Using the records below, repeat exactly the lines from the one holding "pub fn severity(&self)" through the one holding "pub fn registry(&self)", both ends included, and no others.

> Stored data:
▼
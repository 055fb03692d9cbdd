// Copyright (C) 2025 SyncMyOrders Sp. z o.o.
// SPDX-License-Identifier: AGPL-3.0-or-later
//! Registry messages and the protocol error body.

use serde::{Deserialize, Serialize};

/// A structured diagnostic from the service.
///
/// Messages are attached to errors and tasks as context; they are never
/// errors by themselves.
#[derive(Debug, Clone, Default, PartialEq, Serialize, Deserialize)]
pub struct Message {
    /// Registry-qualified id, e.g. `Base.1.8.PropertyValueNotInList`.
    #[serde(rename = "MessageId", default)]
    pub message_id: String,
    /// Human-readable text with arguments substituted.
    #[serde(rename = "Message", default, skip_serializing_if = "Option::is_none")]
    pub message: Option<String>,
    #[serde(rename = "MessageArgs", default, skip_serializing_if = "Vec::is_empty")]
    pub message_args: Vec<String>,
    /// Deprecated severity string (`OK`, `Warning`, `Critical`).
    #[serde(rename = "Severity", default, skip_serializing_if = "Option::is_none")]
    pub severity: Option<String>,
    /// Severity from the `Resource.Health` enum.
    #[serde(rename = "MessageSeverity", default, skip_serializing_if = "Option::is_none")]
    pub message_severity: Option<String>,
    /// Suggested corrective action.
    #[serde(rename = "Resolution", default, skip_serializing_if = "Option::is_none")]
    pub resolution: Option<String>,
    /// JSON pointers to the properties the message is about.
    #[serde(rename = "RelatedProperties", default, skip_serializing_if = "Vec::is_empty")]
    pub related_properties: Vec<String>,
}

impl Message {
    /// Severity, preferring `MessageSeverity` over the deprecated `Severity`.
    pub fn severity(&self) -> Option<&str> {
        self.message_severity
            .as_deref()
            .or(self.severity.as_deref())
    }

    /// Registry prefix of the message id (`Base` in `Base.1.8.Success`).
    pub fn registry(&self) -> Option<&str> {
        self.message_id.split('.').next().filter(|s| !s.is_empty())
    }

    /// Message key, the last segment of the id (`Success` in `Base.1.8.Success`).
    pub fn key(&self) -> Option<&str> {
        self.message_id.rsplit('.').next().filter(|s| !s.is_empty())
    }
}

impl std::fmt::Display for Message {
    fn fmt(&self, f: &mut std::fmt::Formatter<'_>) -> std::fmt::Result {
        match &self.message {
            Some(text) => write!(f, "{}: {}", self.message_id, text),
            None => f.write_str(&self.message_id),
        }
    }
}

#[derive(Debug, Deserialize)]
struct ErrorEnvelope {
    error: ErrorBody,
}

#[derive(Debug, Deserialize)]
struct ErrorBody {
    #[serde(default)]
    code: Option<String>,
    #[serde(default)]
    message: Option<String>,
    #[serde(rename = "@Message.ExtendedInfo", default)]
    extended_info: Vec<Message>,
}

/// Extract messages from a protocol error body.
///
/// The top-level `code`/`message` pair is returned as the first message
/// when present, followed by every `@Message.ExtendedInfo` entry. Bodies
/// that do not follow the error schema yield no messages.
pub fn decode_error_messages(body: &[u8]) -> Vec<Message> {
    let envelope: ErrorEnvelope = match serde_json::from_slice(body) {
        Ok(envelope) => envelope,
        Err(_) => return Vec::new(),
    };

    let mut messages = Vec::with_capacity(envelope.error.extended_info.len() + 1);
    if let Some(code) = envelope.error.code {
        messages.push(Message {
            message_id: code,
            message: envelope.error.message,
            ..Message::default()
        });
    }
    messages.extend(envelope.error.extended_info);
    messages
}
▲
> Exercise solution:
    pub fn severity(&self) -> Option<&str> {
        self.message_severity
            .as_deref()
            .or(self.severity.as_deref())
    }

    /// Registry prefix of the message id (`Base` in `Base.1.8.Success`).
    pub fn registry(&self) -> Option<&str> {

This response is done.